Olin has been, in the past, singularly unimpressed with The Depot. He doesn’t find much he’s interested in, and he makes it clear that he’d rather be somewhere else. On this particular visit, however, he found something amazing. (Yes, five paragraphs in to the entry, I am getting to the point. This is what happens when a blog is unedited.) I was standing in the basket section, debating whether or not I could justify yet another “organizational tool” when Olin came running up, clutching the handle of a red Fuller Brush Company Roto-Sweeper.

A Fuller Brush Co Sweeper in all its glory

“Mom, Mom! Mom! Mom-mom-mom-mom-mom!” he said, “Look what I found! Can I get this? Look!” He proceeded to demonstrate it for me, picking up a surprising amount of debris as he pushed it around the aisle, then flipping open the dustpan to show me how it emptied. I was a little confused. Of all the things in the store, he was excited about a sweeper? I looked at the price tag: $1.50. I have spent more on things my kids liked less – I figured it wasn’t too steep of a gamble.

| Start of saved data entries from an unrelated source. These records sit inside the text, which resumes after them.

// 阶段间计数通道与占位符来源

use std::collections::BTreeMap;
use std::sync::atomic::{AtomicU64, Ordering};
use std::sync::Arc;

use crate::dsl::interpolate::Placeholders;
use crate::dsl::value::Value;

use super::types::SchemaRow;

/// 执行参数
pub type Parameters = BTreeMap<String, Value>;

/// 计数初值: 总数未知时进度条不会显示为已完成
pub const COUNTER_SENTINEL: u64 = 1 << 32;

// ═══════════════════════════════════════════════════════════════════════════
// 计数通道
// ═══════════════════════════════════════════════════════════════════════════

/// 计数通道
///
/// 上一阶段写入 "下游最终会看到多少条", 下一阶段据此刷新进度总数。
/// 每次执行为每个阶段边界新建一个。
#[derive(Debug, Clone)]
pub struct CounterChannel {
    value: Arc<AtomicU64>,
}

impl CounterChannel {
    pub fn new() -> Self {
        Self {
            value: Arc::new(AtomicU64::new(COUNTER_SENTINEL)),
        }
    }

    pub fn get(&self) -> u64 {
        self.value.load(Ordering::Relaxed)
    }

    pub fn set(&self, value: u64) {
        self.value.store(value, Ordering::Relaxed);
    }

    pub fn zero(&self) {
        self.set(0);
    }

    pub fn increment(&self) {
        self.value.fetch_add(1, Ordering::Relaxed);
    }

    /// 总数是否已知
    pub fn is_known(&self) -> bool {
        self.get() != COUNTER_SENTINEL
    }
}

impl Default for CounterChannel {
    fn default() -> Self {
        Self::new()
    }
}

// ═══════════════════════════════════════════════════════════════════════════
// 占位符来源
// ═══════════════════════════════════════════════════════════════════════════

/// 字段别名表
///
/// `{Story Points}` → 字段 id, `{params.x}` → 参数值; 未知名称原样输出。
#[derive(Debug, Clone)]
pub struct FieldNameMap {
    names: BTreeMap<String, String>,
    params: Value,
}

impl Default for FieldNameMap {
    fn default() -> Self {
        Self {
            names: BTreeMap::new(),
            params: Value::Map(BTreeMap::new()),
        }
    }
}

impl FieldNameMap {
    pub fn new(schema: &[SchemaRow], parameters: &Parameters) -> Self {
        let names = schema
            .iter()
            .filter_map(|row| {
                row.description
                    .as_ref()
                    .map(|description| (description.clone(), row.id.clone()))
            })
            .collect();
        Self {
            names,
            params: Value::Map(parameters.clone()),
        }
    }

    /// 已提供的参数名
    pub fn parameter_names(&self) -> Vec<String> {
        match &self.params {
            Value::Map(map) => map.keys().cloned().collect(),
            _ => Vec::new(),
        }
    }

    /// 按描述查字段 id
    pub fn field_id(&self, description: &str) -> Option<&str> {
        self.names.get(description).map(String::as_str)
    }
}

impl Placeholders for FieldNameMap {
    fn resolve(&self, name: &str) -> Option<Value> {
        if name == "params" {
            return Some(self.params.clone());
        }
        self.names.get(name).map(|id| Value::String(id.clone()))
    }

    fn pass_through_unknown(&self) -> bool {
        true
    }
}

/// 仅含参数的插值来源 (static 列使用; 未知名称报错)
#[derive(Debug, Clone)]
pub struct ParameterInterpolations {
    params: Value,
}

impl ParameterInterpolations {
    pub fn new(parameters: &Parameters) -> Self {
        Self {
            params: Value::Map(parameters.clone()),
        }
    }
}

impl Placeholders for ParameterInterpolations {
    fn resolve(&self, name: &str) -> Option<Value> {
        (name == "params").then(|| self.params.clone())
    }
}

#[cfg(test)]
mod tests {
    use super::*;
    use crate::dsl::interpolate::{interpolate, InterpolationError};

    #[test]
    fn test_counter_channel_shared() {
        let channel = CounterChannel::new();
        assert!(!channel.is_known());
        let downstream = channel.clone();
        channel.zero();
        channel.increment();
        channel.increment();
        assert_eq!(downstream.get(), 2);
        assert!(downstream.is_known());
    }

    #[test]
    fn test_field_name_map_interpolation() {
        let schema = vec![
            SchemaRow::new("customfield_10010", "number", Some("Jellybean Guess")),
            SchemaRow::new("key", "str", None),
        ];
        let mut params = Parameters::new();
        params.insert("ok".to_string(), Value::from("yes"));
        let names = FieldNameMap::new(&schema, &params);

        assert_eq!(
            interpolate("{Jellybean Guess} + 1", Some(&names)).unwrap(),
            "customfield_10010 + 1"
        );
        assert_eq!(interpolate("'{params.ok}'", Some(&names)).unwrap(), "'yes'");
        assert_eq!(interpolate("{summary}", Some(&names)).unwrap(), "summary");
        assert_eq!(names.parameter_names(), vec!["ok".to_string()]);
    }

    #[test]
    fn test_default_field_name_map_has_empty_params() {
        let names = FieldNameMap::default();
        assert!(names.parameter_names().is_empty());
        assert!(names.field_id("Story Points").is_none());
        assert_eq!(interpolate("{summary}", Some(&names)).unwrap(), "summary");
    }

    #[test]
    fn test_parameter_interpolations_are_strict() {
        let params = Parameters::new();
        let interpolations = ParameterInterpolations::new(&params);
        assert_eq!(
            interpolate("{summary}", Some(&interpolations)),
            Err(InterpolationError::UnknownField("summary".to_string()))
        );
        assert_eq!(
            interpolate("{params.run}", Some(&interpolations)),
            Err(InterpolationError::ParameterMissing("run".to_string()))
        );
    }
}
fn float(_: &FunctionRegistry, args: CallArgs) -> ExecutionResult<Value> {
    args.expect_count("float", 0, 1)?;
    match args.arg(0) {
        None => Ok(Value::Float(0.0)),
        Some(Value::String(s)) => {
            let trimmed = s.trim();
            let parsed = match trimmed.to_ascii_lowercase().as_str() {
                "inf" | "+inf" | "infinity" => Some(f64::INFINITY),
                "-inf" | "-infinity" => Some(f64::NEG_INFINITY),
                "nan" => Some(f64::NAN),
                _ => trimmed.replace('_', "").parse::<f64>().ok(),
            };
            parsed.map(Value::Float).ok_or_else(|| {
                ExecutionError::ValueError(format!("could not convert string to float: '{}'", s))
            })
        }
        Some(other) => Ok(Value::Float(number_arg(other, "float")?)),
    }
}

fn int(_: &FunctionRegistry, args: CallArgs) -> ExecutionResult<Value> {
    args.expect_count("int", 0, 2)?;
    let base = match args.arg_or_keyword(1, "base") {
        Some(b) => int_arg(b, "int")?,
        None => 10,
    };
    match args.arg(0) {
        None => Ok(Value::Integer(0)),
        Some(Value::String(s)) => {
            let cleaned = s.trim().replace('_', "");
            let (negative, digits) = match cleaned.strip_prefix('-') {
                Some(rest) => (true, rest.to_string()),
                None => (false, cleaned.trim_start_matches('+').to_string()),
            };
            let digits = match base {
                16 => digits.trim_start_matches("0x").trim_start_matches("0X").to_string(),
                8 => digits.trim_start_matches("0o").trim_start_matches("0O").to_string(),
                2 => digits.trim_start_matches("0b").trim_start_matches("0B").to_string(),
                _ => digits,
            };
            let radix = u32::try_from(base).ok().filter(|r| (2..=36).contains(r));
            radix
                .and_then(|r| i64::from_str_radix(&digits, r).ok())
                .map(|n| Value::Integer(if negative { -n } else { n }))
                .ok_or_else(|| {
                    ExecutionError::ValueError(format!(
                        "invalid literal for int() with base {}: '{}'",
                        base, s
                    ))
                })
        }
        Some(Value::Float(f)) => {
            if !f.is_finite() {
                return Err(ExecutionError::ValueError(format!(
                    "cannot convert float {} to integer",
                    f
                )));
            }
            Ok(Value::Integer(f.trunc() as i64))
        }
        Some(other) => Ok(Value::Integer(int_arg(other, "int")?)),
    }
}

fn extreme(
    registry: &FunctionRegistry,
    args: CallArgs,
    function: &str,
    wanted: Ordering,
) -> ExecutionResult<Value> {
    let items = args.items_or_iterable(function)?;
    let key = args.keyword("key").filter(|k| !k.is_null()).cloned();

    let mut best: Option<(Value, Value)> = None;
    for item in items {
        let item_key = match &key {
            Some(f) => registry.call_value(f, CallArgs::new(vec![item.clone()]))?,
            None => item.clone(),
        };
        let replace = match &best {
            None => true,
            Some((_, best_key)) => item_key.py_cmp(best_key)? == wanted,
        };
        if replace {
            best = Some((item, item_key));
        }
    }

    match best {
        Some((item, _)) => Ok(item),
        None => args.keyword("default").cloned().ok_or_else(|| {
            ExecutionError::ValueError(format!("{}() arg is an empty sequence", function))
        }),
    }
}

fn pow(_: &FunctionRegistry, args: CallArgs) -> ExecutionResult<Value> {
    args.expect_count("pow", 2, 3)?;
    let (base, exp) = (&args.positional[0], &args.positional[1]);
    match args.arg(2) {
        None => arithmetic(BinaryOperator::Pow, base, exp),
        Some(modulus) => {
            let (b, e, m) = (
                int_arg(base, "pow")?,
                int_arg(exp, "pow")?,
                int_arg(modulus, "pow")?,
            );
            if m == 0 {
                return Err(ExecutionError::ValueError(
                    "pow() 3rd argument cannot be 0".into(),
                ));
            }
            if e < 0 {
                return Err(ExecutionError::ValueError(
                    "pow() negative exponent with modulus is not supported".into(),
                ));
            }
            let m128 = m as i128;
            let mut result: i128 = 1;
            let mut b128 = (b as i128).rem_euclid(m128);
            let mut e = e;
            while e > 0 {
                if e & 1 == 1 {
                    result = (result * b128).rem_euclid(m128);
                }
                b128 = (b128 * b128).rem_euclid(m128);
                e >>= 1;
            }
            if m < 0 && result != 0 {
                result += m128;
            }
            Ok(Value::Integer(result as i64))
        }
    }
}

fn range(_: &FunctionRegistry, args: CallArgs) -> ExecutionResult<Value> {
    args.expect_count("range", 1, 3)?;
    let ints = args
        .positional
        .iter()
        .map(|v| int_arg(v, "range"))
        .collect::<ExecutionResult<Vec<_>>>()?;
    let (start, stop, step) = match ints.as_slice() {
        [stop] => (0, *stop, 1),
        [start, stop] => (*start, *stop, 1),
        [start, stop, step] => (*start, *stop, *step),
        _ => unreachable!("argument count checked above"),
    };
    if step == 0 {
        return Err(ExecutionError::ValueError(
            "range() arg 3 must not be zero".into(),
        ));
    }

    let span = if step > 0 {
        (stop as i128 - start as i128 + step as i128 - 1) / step as i128
    } else {
        (start as i128 - stop as i128 - step as i128 - 1) / (-(step as i128))
    };
    let len = span.max(0);
    if len > MAX_RANGE_LEN as i128 {
        return Err(ExecutionError::RuntimeError(format!(
            "range() of length {} exceeds the limit of {}",
            len, MAX_RANGE_LEN
        )));
    }

    Ok(Value::List(
        (0..len as i64)
            .map(|i| Value::Integer(start + i * step))
            .collect(),
    ))
}

/// 银行家舍入 (四舍六入五成双)
fn round(_: &FunctionRegistry, args: CallArgs) -> ExecutionResult<Value> {
    args.expect_count("round", 1, 2)?;
    let value = &args.positional[0];
    let ndigits = match args.arg_or_keyword(1, "ndigits") {
        None | Some(Value::Null) => None,
        Some(n) => Some(int_arg(n, "round")?),
    };

    match (value, ndigits) {
        (Value::Integer(_) | Value::Boolean(_), None) => Ok(Value::Integer(int_arg(value, "round")?)),
        (Value::Integer(i), Some(n)) if n >= 0 => Ok(Value::Integer(*i)),
        (Value::Integer(i), Some(n)) => {
            let factor = 10f64.powi((-n) as i32);
            Ok(Value::Integer(
                ((*i as f64 / factor).round_ties_even() * factor) as i64,
            ))
        }
        (Value::Float(f), None) => {
            if !f.is_finite() {
                return Err(ExecutionError::ValueError(format!(
                    "cannot convert float {} to integer",
                    f
                )));
            }
            Ok(Value::Integer(f.round_ties_even() as i64))
        }
        (Value::Float(f), Some(n)) => {
            let factor = 10f64.powi(n.clamp(-308, 308) as i32);
            Ok(Value::Float((f * factor).round_ties_even() / factor))
        }
        (other, _) => Err(ExecutionError::TypeError(format!(
            "type {} doesn't define __round__ method",
            other.type_name()
        ))),
    }
}

fn sorted(registry: &FunctionRegistry, args: CallArgs) -> ExecutionResult<Value> {
    args.expect_count("sorted", 1, 1)?;
    let items = args.positional[0].iterate()?;
    let reverse = args.keyword("reverse").map(Value::is_truthy).unwrap_or(false);
    let key = args.keyword("key").filter(|k| !k.is_null()).cloned();

    let mut keyed = Vec::with_capacity(items.len());
    for item in items {
        let k = match &key {
            Some(f) => registry.call_value(f, CallArgs::new(vec![item.clone()]))?,
            None => item.clone(),
        };
        keyed.push((k, item));
    }

    let failure: RefCell<Option<ExecutionError>> = RefCell::new(None);
    keyed.sort_by(|(a, _), (b, _)| {
        let ordering = a.py_cmp(b).unwrap_or_else(|e| {
            failure.borrow_mut().get_or_insert(e);
            Ordering::Equal
        });
        if reverse {
            ordering.reverse()
        } else {
            ordering
        }
    });
    if let Some(e) = failure.into_inner() {
        return Err(e);
    }

    Ok(Value::List(keyed.into_iter().map(|(_, item)| item).collect()))
}

fn dict(_: &FunctionRegistry, args: CallArgs) -> ExecutionResult<Value> {
    args.expect_count("dict", 0, 1)?;
    let mut map = BTreeMap::new();
    if let Some(source) = args.arg(0) {
        match source {
            Value::Map(existing) => map.extend(existing.clone()),
            other => {
                for pair in other.iterate()? {
                    let parts = pair.iterate()?;
                    let [key, value] = parts.as_slice() else {
                        return Err(ExecutionError::ValueError(format!(
                            "dictionary update sequence element has length {}; 2 is required",
                            parts.len()
                        )));
                    };
                    let key = match key {
                        Value::String(s) => s.clone(),
                        other => other.to_string(),
                    };
                    map.insert(key, value.clone());
                }
            }
        }
    }
    for (k, v) in &args.keywords {
        map.insert(k.clone(), v.clone());
    }
    Ok(Value::Map(map))
}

“Sure,” I said. “We can get that.” He drove off happily, and proceeded to ‘sweep’ most of the store while I finished browsing, rounded up the rest of the kids, talked them down on their selections (as previously explained) and checked out. We brought the sweeper home, and I thought that’d be close to the end of it. I expected him to play with it once or twice, and forget it existed.

Once again, my Olin surprised me. He loves that sweeper.The first few days, he “swept” every inch of surface he could get away with. He spent hours in the basement, “sweeping”. Even a month later, he plays with it almost every day. He likes to find a very small, very dirty area to slowly and methodically sweep. If it’s not dirty enough, he will get some dirt or sand from somewhere else and add to the mess. Then, he’ll lie down on the ground and put his head right up to the machine, watching very closely as each grain of dirt is swept up, then emptying the dustbin in a pile and re-sweeping the pile. (All the while ignoring the “bigger picture” of the rest of the dirty room. He doesn’t see things that way.)

Today, I cleaned like a crazy person, trying to get ahead of all the things I need to do this week to prepare for hosting Thanksgiving. I tried to get the kids to help me as much as I could, and was reminded of Olin and his sweeper when he pulled it out and attempted to connect it to the vacuum cleaner, to do an “even better job”.  He was totally happy and he thought he was helping. Fair enough: I let him go. He “swept” and/or “vacuumed” a few small, specific spots for most of the afternoon. I finished the job when it was getting close to bedtime. He enjoyed it, and my house got cleaned eventually.

I have spent entirely too much money over the years on toys that are supposed to be “developmental”, “sensory”, “stimulating”, and other key therapy words. Olin’s favorite thing lately, though, has been a housework tool that he found at the secondhand store for $1.50. As long as he’s happy, I guess. It just amuses me to no end that it’s a piece of house-cleaning equipment.